To understand the weight of El Fasher's fall, you have to go back. The Darfur genocide that began in 2003 killed an estimated 300,000 people and displaced roughly 2.7 million, mostly Fur, Masalit, and Zaghawa, and mostly at the hands of Janjaweed militias that would later be reconstituted as the RSF. Survivors of that campaign ended up in camps around El Fasher: Zamzam, Abu Shouk, Al Salam. Their children and grandchildren grew up inside those camps. When the siege of El Fasher began in April 2024, the descendants of the first genocide were among the people now being starved and shelled. When the siege ended, they were among those being killed. Amnesty International's November 2025 testimonies describe deliberate RSF targeting of these communities. The word genocide is legal, careful, and contested. It is also the word survivors themselves keep using.
Salih Mahmoud Abdelmoneim wrote in Al Jazeera in December 2025 that the world must refuse a new normal of mass atrocities in Darfur. The essay was not rhetorical. Sudan's war has killed an estimated 150,000 people and displaced 12 million since April 2023; El Fasher is one episode in a catastrophe the international community has largely filed under forgotten. The RSF's attempt to hide its killings beneath the ground, and the HRL's patient work watching that ground from space, together make a record. Whether that record prevents what happens next in Nyala, in Kadugli, in other Darfur towns still accessible to RSF fighters, depends on decisions being made in Abu Dhabi, Washington, London, and the African Union. The dead of El Fasher are already beyond those decisions. The living, scattered in Chad and Port Sudan and further, are waiting.

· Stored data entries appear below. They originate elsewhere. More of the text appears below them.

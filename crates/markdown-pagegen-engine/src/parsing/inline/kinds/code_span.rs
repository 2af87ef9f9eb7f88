use crate::parsing::inline::TextKind;

/// Code span inline type with owned delimiter constant.
///
/// Code spans are split last, after bold and italic, so a backtick inside an
/// already-split bold or italic run is left alone.
pub struct CodeSpan;

impl CodeSpan {
    /// The backtick that opens and closes a code span.
    pub const DELIMITER: &'static str = "`";
    pub const KIND: TextKind = TextKind::Code;
}
/// HTML attributes in insertion order.
#[derive(Debug, Clone, Default, PartialEq, Eq)]
pub struct Attributes(Vec<(String, String)>);

impl Attributes {
    pub fn new() -> Self {
        Self::default()
    }

    /// Sets `name` to `value`. An existing attribute keeps its position.
    pub fn insert(&mut self, name: impl Into<String>, value: impl Into<String>) {
        let name = name.into();
        let value = value.into();
        match self.0.iter_mut().find(|(n, _)| *n == name) {
            Some((_, v)) => *v = value,
            None => self.0.push((name, value)),
        }
    }

    #[cfg(test)]
    pub fn get(&self, name: &str) -> Option<&str> {
        self.0
            .iter()
            .find(|(n, _)| n == name)
            .map(|(_, v)| v.as_str())
    }

    pub fn iter(&self) -> impl Iterator<Item = (&str, &str)> {
        self.0.iter().map(|(n, v)| (n.as_str(), v.as_str()))
    }

    #[cfg(test)]
    pub fn len(&self) -> usize {
        self.0.len()
    }

    pub fn is_empty(&self) -> bool {
        self.0.is_empty()
    }
}

impl<K: Into<String>, V: Into<String>> FromIterator<(K, V)> for Attributes {
    fn from_iter<I: IntoIterator<Item = (K, V)>>(iter: I) -> Self {
        let mut attrs = Self::new();
        for (name, value) in iter {
            attrs.insert(name, value);
        }
        attrs
    }
}

/// A node in the HTML tree.
///
/// A node with children renders as its children and ignores `value`; a node
/// without children renders `value`. A node without a tag is raw text (or a
/// bare sequence of its children).
#[derive(Debug, Clone, Default, PartialEq, Eq)]
pub struct HtmlNode {
    /// Element name, `None` for raw text.
    pub tag: Option<String>,
    /// Text payload, used only when there are no children.
    pub value: String,
    pub children: Vec<HtmlNode>,
    pub attributes: Attributes,
}

impl HtmlNode {
    /// A tagless node holding raw text.
    pub fn text(value: impl Into<String>) -> Self {
        Self {
            value: value.into(),
            ..Self::default()
        }
    }

    /// An element with a text payload and no children.
    pub fn leaf(tag: impl Into<String>, value: impl Into<String>) -> Self {
        Self {
            tag: Some(tag.into()),
            value: value.into(),
            ..Self::default()
        }
    }

    /// An element wrapping `children`.
    pub fn parent(tag: impl Into<String>, children: Vec<HtmlNode>) -> Self {
        Self {
            tag: Some(tag.into()),
            children,
            ..Self::default()
        }
    }

    #[must_use]
    pub fn with_attribute(mut self, name: impl Into<String>, value: impl Into<String>) -> Self {
        self.attributes.insert(name, value);
        self
    }

    pub fn tag(&self) -> Option<&str> {
        self.tag.as_deref()
    }

    /// Returns children whose tag equals `tag`.
    #[cfg(test)]
    pub fn children_tagged<'a>(&'a self, tag: &'a str) -> impl Iterator<Item = &'a HtmlNode> {
        self.children.iter().filter(move |c| c.tag() == Some(tag))
    }
}
/// Image inline type: `![alt](url)`.
pub struct Image;

impl Image {
    /// Alt text may not contain brackets, the URL may not contain parentheses.
    pub const PATTERN: &'static str = r"!\[([^\[\]]*)\]\(([^\(\)]*)\)";
}

/// Link inline type: `[text](url)`.
pub struct Link;

impl Link {
    pub const PATTERN: &'static str = r"\[([^\[\]]*)\]\(([^\(\)]*)\)";
    /// A match directly after this character is an image, not a link.
    pub const EXCLUDED_PREFIX: char = '!';
}
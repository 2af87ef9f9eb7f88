/// The structural type of a block, derived from its text shape.
#[derive(Debug, Clone, Copy, PartialEq, Eq, Hash)]
pub enum BlockType {
    /// Default when no other shape matches.
    Paragraph,
    /// `#` to `######` followed by a space.
    Heading,
    /// Opens and closes with a backtick fence.
    Code,
    /// Every line starts with `>`.
    Quote,
    /// Every line starts with `- `.
    UnorderedList,
    /// Line `i` starts with `"{i}. "`.
    OrderedList,
}
//! # Block Parsing
//!
//! Two-phase block parsing over a whole document.
//!
//! ## Parsing Phases
//!
//! 1. **Segmentation** (`segment`): the document is split on blank lines into
//!    trimmed blocks
//! 2. **Classification** (`classify`): each block gets a `BlockType` from its
//!    structural prefixes
//! 3. **Construction** (`builder`): each `(block, BlockType)` pair becomes an
//!    `HtmlNode` subtree, with inline content handed to the inline pipeline
//!
//! ## Modules
//!
//! - **`types`**: `BlockType`
//! - **`kinds`**: Block-specific types with owned delimiters (Heading, CodeFence,
//!   BlockQuote, UnorderedList, OrderedList); paragraphs are the fallback
//!   and own no syntax
//! - **`segment`**: `markdown_to_blocks`
//! - **`classify`**: `MarkdownBlockClassifier` and `block_to_block_type`
//! - **`builder`**: `block_to_html_node`
//!
//! ## Key Invariants
//!
//! - Classification is total: every non-empty block has exactly one type
//! - Code blocks are raw zones: no inline parsing inside
//! - No nesting: quotes and lists hold inline content only

pub mod builder;
pub mod classify;
pub mod kinds;
pub mod segment;
pub mod types;

pub use builder::block_to_html_node;
pub use classify::{MarkdownBlockClassifier, block_to_block_type};
pub use segment::markdown_to_blocks;
pub use types::BlockType;
use crate::parsing::inline::TextKind;

/// Errors raised while converting Markdown text into an HTML node tree.
///
/// Every variant is fatal to the conversion call that produced it; no
/// partial tree is returned.
#[derive(Debug, Clone, PartialEq, Eq, thiserror::Error)]
pub enum ConvertError {
    /// An inline delimiter was opened but never closed within the same span.
    #[error("No closing delimiter found for {delimiter}")]
    MalformedInlineMarkup { delimiter: String },
    /// A span's kind and destination disagree, so it cannot become a node.
    #[error("Invalid text span kind: {kind:?}")]
    InvalidSpanKind { kind: TextKind },
    /// The document has no `# ` heading line to use as a title.
    #[error("No h1 header found in markdown")]
    MissingTitle,
}
use std::fs;
use std::path::{Path, PathBuf};

#[derive(Debug, thiserror::Error)]
pub enum IoError {
    #[error("File not found: {0}")]
    NotFound(PathBuf),
    #[error("IO error: {0}")]
    Io(#[from] std::io::Error),
    #[error("Invalid content directory: {0}")]
    InvalidContentDir(String),
}

/// Read a text file (Markdown source or HTML template)
pub fn read_file(path: &Path) -> Result<String, IoError> {
    if !path.exists() {
        return Err(IoError::NotFound(path.to_path_buf()));
    }
    fs::read_to_string(path).map_err(IoError::Io)
}

/// Write content to a file, replacing any existing content
pub fn write_file(path: &Path, content: &str) -> Result<(), IoError> {
    // Create parent directories if they don't exist
    if let Some(parent) = path.parent()
        && !parent.as_os_str().is_empty()
    {
        fs::create_dir_all(parent).map_err(IoError::Io)?;
    }

    fs::write(path, content).map_err(IoError::Io)
}

/// Scan for markdown files under the content directory, sorted by path
pub fn scan_markdown_files(content_root: &Path) -> Result<Vec<PathBuf>, IoError> {
    validate_content_dir(content_root)?;

    let mut files = Vec::new();
    scan_directory_recursive(content_root, &mut files)?;
    files.sort();
    Ok(files)
}

fn scan_directory_recursive(dir: &Path, files: &mut Vec<PathBuf>) -> Result<(), IoError> {
    let entries = fs::read_dir(dir).map_err(IoError::Io)?;

    for entry in entries {
        let entry = entry.map_err(IoError::Io)?;
        let path = entry.path();

        if path.is_dir() {
            scan_directory_recursive(&path, files)?;
        } else if let Some(ext) = path.extension()
            && ext == "md"
        {
            files.push(path);
        }
    }

    Ok(())
}

pub fn validate_content_dir(path: &Path) -> Result<(), IoError> {
    if !path.exists() || !path.is_dir() {
        return Err(IoError::InvalidContentDir(format!(
            "content directory not found: {}",
            path.display()
        )));
    }

    Ok(())
}

#[cfg(test)]
mod tests {
    use super::*;
    use crate::tests::{create_test_content_dir, create_test_file};

    #[test]
    fn test_scan_and_load_files() {
        // Given a content directory with markdown files
        let content_dir = create_test_content_dir();
        create_test_file(&content_dir, "test1.md", "# First");
        create_test_file(&content_dir, "test2.md", "# Second");

        // When scanning for files
        let files = scan_markdown_files(content_dir.path()).unwrap();

        // Then we find the expected files
        assert_eq!(files.len(), 2);
        assert!(files.iter().any(|f| f.file_name().unwrap() == "test1.md"));
        assert!(files.iter().any(|f| f.file_name().unwrap() == "test2.md"));
    }

    #[test]
    fn test_handle_invalid_content_directory() {
        let nonexistent_path = PathBuf::from("/this/path/does/not/exist");

        let result = scan_markdown_files(&nonexistent_path);
        assert!(result.is_err());
        assert!(result.unwrap_err().to_string().contains("content directory"));
    }

    #[test]
    fn test_scan_nested_directories() {
        let content_dir = create_test_content_dir();
        create_test_file(&content_dir, "index.md", "# Root file");

        let sub_dir = content_dir.path().join("blog");
        std::fs::create_dir(&sub_dir).unwrap();
        std::fs::write(sub_dir.join("post.md"), "# Nested file").unwrap();

        let files = scan_markdown_files(content_dir.path()).unwrap();

        assert_eq!(files.len(), 2);
        assert!(files.iter().any(|f| f.file_name().unwrap() == "index.md"));
        assert!(files.iter().any(|f| f.file_name().unwrap() == "post.md"));
    }

    #[test]
    fn test_ignore_non_markdown_files() {
        let content_dir = create_test_content_dir();
        create_test_file(&content_dir, "document.md", "# Markdown");
        create_test_file(&content_dir, "image.png", "fake image data");
        create_test_file(&content_dir, "styles.css", "body {}");

        let files = scan_markdown_files(content_dir.path()).unwrap();

        assert_eq!(files.len(), 1);
        assert_eq!(files[0].file_name().unwrap(), "document.md");
    }

    #[test]
    fn test_validate_content_dir_rejects_file() {
        let content_dir = create_test_content_dir();
        let file = create_test_file(&content_dir, "index.md", "# Index");
        assert!(matches!(
            validate_content_dir(&file),
            Err(IoError::InvalidContentDir(_))
        ));
    }

    #[test]
    fn test_read_file_success() {
        let content_dir = create_test_content_dir();
        let file_path = create_test_file(&content_dir, "test.md", "# Test Content\n\nParagraph");

        let content = read_file(&file_path).unwrap();
        assert_eq!(content, "# Test Content\n\nParagraph");
    }

    #[test]
    fn test_read_file_not_found() {
        let content_dir = create_test_content_dir();
        let result = read_file(&content_dir.path().join("nonexistent.md"));
        assert!(matches!(result, Err(IoError::NotFound(_))));
    }

    #[test]
    fn test_write_file_creates_parent_directories() {
        let output_dir = create_test_content_dir();
        let path = output_dir.path().join("folder/subfolder/index.html");

        write_file(&path, "<h1>Hi</h1>").unwrap();

        assert_eq!(read_file(&path).unwrap(), "<h1>Hi</h1>");
        assert!(output_dir.path().join("folder").join("subfolder").is_dir());
    }

    #[test]
    fn test_write_file_overwrites_existing() {
        let output_dir = create_test_content_dir();
        let path = create_test_file(&output_dir, "index.html", "old");

        write_file(&path, "new").unwrap();

        assert_eq!(read_file(&path).unwrap(), "new");
    }
}
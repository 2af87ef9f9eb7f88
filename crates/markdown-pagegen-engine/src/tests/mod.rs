use std::fs;
use std::path::PathBuf;
use tempfile::TempDir;

/// Create a temporary content directory for test files
pub fn create_test_content_dir() -> TempDir {
    tempfile::tempdir().unwrap()
}

/// Create a test file with content, creating parent folders as needed
pub fn create_test_file(dir: &TempDir, relative: &str, content: &str) -> PathBuf {
    let file_path = dir.path().join(relative);
    if let Some(parent) = file_path.parent() {
        fs::create_dir_all(parent).unwrap();
    }
    fs::write(&file_path, content).unwrap();
    file_path
}

pub const TEST_TEMPLATE: &str = "<html><head><title>{{ Title }}</title></head><body>{{ Content }}</body></html>";
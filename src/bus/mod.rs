//! Event bus boundary.
//!
//! This module contains:
//! - `EventBusPublisher` / `EventBusSubscriber` traits: the capabilities the
//!   publisher and subscriber need from a transport
//! - `BusError`: errors returned by bus implementations
//! - Bus configuration types
//! - Implementations: Channel (in-process), Mock

use std::pin::Pin;
use std::sync::Arc;

use async_trait::async_trait;
use futures::Stream;
use serde::Deserialize;
use tracing::info;

use crate::messages::Event;

// Implementation modules
#[cfg(feature = "channel")]
pub mod channel;
pub mod mock;

// Re-exports
#[cfg(feature = "channel")]
pub use channel::ChannelEventBus;
pub use mock::MockEventBus;

// ============================================================================
// Traits
// ============================================================================

/// Result type for bus operations.
pub type Result<T> = std::result::Result<T, BusError>;

/// Continuous delivery of events from a bus.
///
/// The stream ends when the bus closes it. Dropping it hands the
/// subscription back to the bus.
pub type EventStream = Pin<Box<dyn Stream<Item = Event> + Send + 'static>>;

/// Errors that can occur during bus operations.
#[derive(Debug, thiserror::Error)]
pub enum BusError {
    #[error("Connection failed: {0}")]
    Connection(String),

    #[error("Publish failed: {0}")]
    Publish(String),

    #[error("Subscribe failed: {0}")]
    Subscribe(String),

    #[error("No channel subscribed")]
    NotSubscribed,

    #[error("Stream not ready: {0}")]
    StreamNotReady(String),

    #[error("Unknown message id {0:?}")]
    UnknownMessage(String),

    #[error("Bus closed")]
    Closed,

    #[error("{0}")]
    Other(#[from] Box<dyn std::error::Error + Send + Sync>),
}

/// Publish side of an event bus.
///
/// Implementations must be safe for concurrent use; the publisher adds no
/// synchronization of its own.
#[async_trait]
pub trait EventBusPublisher: Send + Sync {
    /// Push the event onto the named channel.
    async fn publish(&self, channel: &str, event: &Event) -> Result<()>;
}

/// Subscribe side of an event bus.
///
/// Delivery semantics (at-least-once, ordering, redelivery timing) belong
/// to the implementation.
#[async_trait]
pub trait EventBusSubscriber: Send + Sync {
    /// Bind this bus client to a channel.
    async fn subscribe(&self, channel: &str) -> Result<()>;

    /// Fetch up to `max_messages` events in one call. An empty batch is not
    /// an error.
    async fn pull(&self, max_messages: usize) -> Result<Vec<Event>>;

    /// Open a continuous delivery stream for the subscribed channel.
    async fn stream(&self) -> Result<EventStream>;

    /// Mark a delivered message as processed so it is not redelivered.
    async fn acknowledge(&self, message_id: &str) -> Result<()>;
}

// ============================================================================
// Configuration
// ============================================================================

/// Messaging type discriminator.
#[derive(Debug, Clone, Default, PartialEq, Eq, Deserialize)]
#[serde(rename_all = "lowercase")]
pub enum MessagingType {
    /// In-process channel bus.
    #[default]
    Channel,
}

/// Messaging configuration (discriminated union).
#[derive(Debug, Clone, Default, Deserialize)]
#[serde(default)]
pub struct MessagingConfig {
    /// Messaging type discriminator.
    #[serde(rename = "type")]
    pub messaging_type: MessagingType,
}

// ============================================================================
// Factory
// ============================================================================

/// Bus handles for one client: the same transport seen from both sides.
pub struct EventBusHandles {
    pub publisher: Arc<dyn EventBusPublisher>,
    pub subscriber: Arc<dyn EventBusSubscriber>,
}

/// Initialize event bus based on configuration.
///
/// Requires the corresponding feature to be enabled:
/// - Channel: `--features channel` (included in default)
pub fn init_event_bus(
    config: &MessagingConfig,
) -> std::result::Result<EventBusHandles, Box<dyn std::error::Error + Send + Sync>> {
    match config.messaging_type {
        MessagingType::Channel => {
            #[cfg(feature = "channel")]
            {
                let bus = Arc::new(ChannelEventBus::new());
                info!(messaging_type = "channel", "Event bus initialized");
                Ok(EventBusHandles {
                    publisher: bus.clone(),
                    subscriber: bus,
                })
            }

            #[cfg(not(feature = "channel"))]
            {
                Err("Channel bus requires the 'channel' feature. Rebuild with --features channel"
                    .into())
            }
        }
    }
}
//! Application configuration.
//!
//! Collects the subscriber and messaging settings into a single Config
//! struct that can be loaded from YAML files or environment variables.

use serde::Deserialize;

use crate::bus::MessagingConfig;

/// Default configuration file name.
pub const DEFAULT_CONFIG_FILE: &str = "pubsub.yaml";
/// Environment variable for configuration file path.
pub const CONFIG_ENV_VAR: &str = "PUBSUB_CONFIG";
/// Prefix for configuration environment variables.
pub const CONFIG_ENV_PREFIX: &str = "PUBSUB";
/// Environment variable for logging configuration.
pub const LOG_ENV_VAR: &str = "PUBSUB_LOG";

/// Default batch size for pulls.
pub const DEFAULT_MESSAGES_PER_PULL: usize = 10;

/// Errors raised while loading configuration.
#[derive(Debug, thiserror::Error)]
pub enum ConfigError {
    #[error("Failed to load configuration: {0}")]
    Load(#[from] ::config::ConfigError),

    #[error("Invalid configuration: {0}")]
    Invalid(String),
}

/// Main application configuration.
#[derive(Debug, Clone, Default, Deserialize)]
#[serde(default)]
pub struct Config {
    /// Subscriber configuration.
    pub subscriber: SubscriberConfig,
    /// Messaging configuration.
    pub messaging: MessagingConfig,
}

/// Subscriber configuration.
#[derive(Debug, Clone, Deserialize)]
#[serde(default)]
pub struct SubscriberConfig {
    /// Events requested from the bus per pull.
    pub messages_per_pull: usize,
    /// Channel to subscribe to, when the application binds from config.
    pub channel: Option<String>,
}

impl Default for SubscriberConfig {
    fn default() -> Self {
        Self {
            messages_per_pull: DEFAULT_MESSAGES_PER_PULL,
            channel: None,
        }
    }
}

impl Config {
    /// Load configuration from file and environment.
    ///
    /// Configuration sources (in order of priority, later overrides earlier):
    /// 1. `DEFAULT_CONFIG_FILE` in current directory (if exists)
    /// 2. File specified by `path` argument (if provided)
    /// 3. File specified by `CONFIG_ENV_VAR` environment variable (if set)
    /// 4. Environment variables with `CONFIG_ENV_PREFIX` prefix
    pub fn load(path: Option<&str>) -> Result<Self, ConfigError> {
        use ::config::{Config as ConfigLib, Environment, File, FileFormat};

        let mut builder = ConfigLib::builder()
            .add_source(File::new(DEFAULT_CONFIG_FILE, FileFormat::Yaml).required(false));

        if let Some(config_path) = path {
            builder = builder.add_source(File::new(config_path, FileFormat::Yaml).required(true));
        }

        if let Ok(config_path) = std::env::var(CONFIG_ENV_VAR) {
            builder = builder.add_source(File::new(&config_path, FileFormat::Yaml).required(true));
        }

        let config = builder
            .add_source(
                Environment::with_prefix(CONFIG_ENV_PREFIX)
                    .prefix_separator("__")
                    .separator("__")
                    .try_parsing(true),
            )
            .build()?;

        let config: Config = config.try_deserialize()?;
        config.validate()?;
        Ok(config)
    }

    /// Parse configuration from an in-memory YAML document.
    pub fn from_yaml_str(yaml: &str) -> Result<Self, ConfigError> {
        use ::config::{Config as ConfigLib, File, FileFormat};

        let config: Config = ConfigLib::builder()
            .add_source(File::from_str(yaml, FileFormat::Yaml))
            .build()?
            .try_deserialize()?;
        config.validate()?;
        Ok(config)
    }

    fn validate(&self) -> Result<(), ConfigError> {
        if self.subscriber.messages_per_pull == 0 {
            return Err(ConfigError::Invalid(
                "subscriber.messages_per_pull must be greater than zero".to_string(),
            ));
        }
        if matches!(self.subscriber.channel.as_deref(), Some("")) {
            return Err(ConfigError::Invalid(
                "subscriber.channel must not be empty".to_string(),
            ));
        }
        Ok(())
    }
}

El Fasher sits at 13.63 degrees north, 25.35 degrees east, at roughly 700 meters elevation on the North Darfur plateau. The city has a hot arid climate (Köppen BWh) with a short Sahelian monsoon from June to September producing most of the year's 210 mm of rainfall. El Fasher Airport (ICAO HSFS) lies on the western edge of the city. As of early 2026 civilian flights are not operating; the region remains insecure and under de facto RSF control. Chad's Abéché (FTTC) is the nearest regional alternative.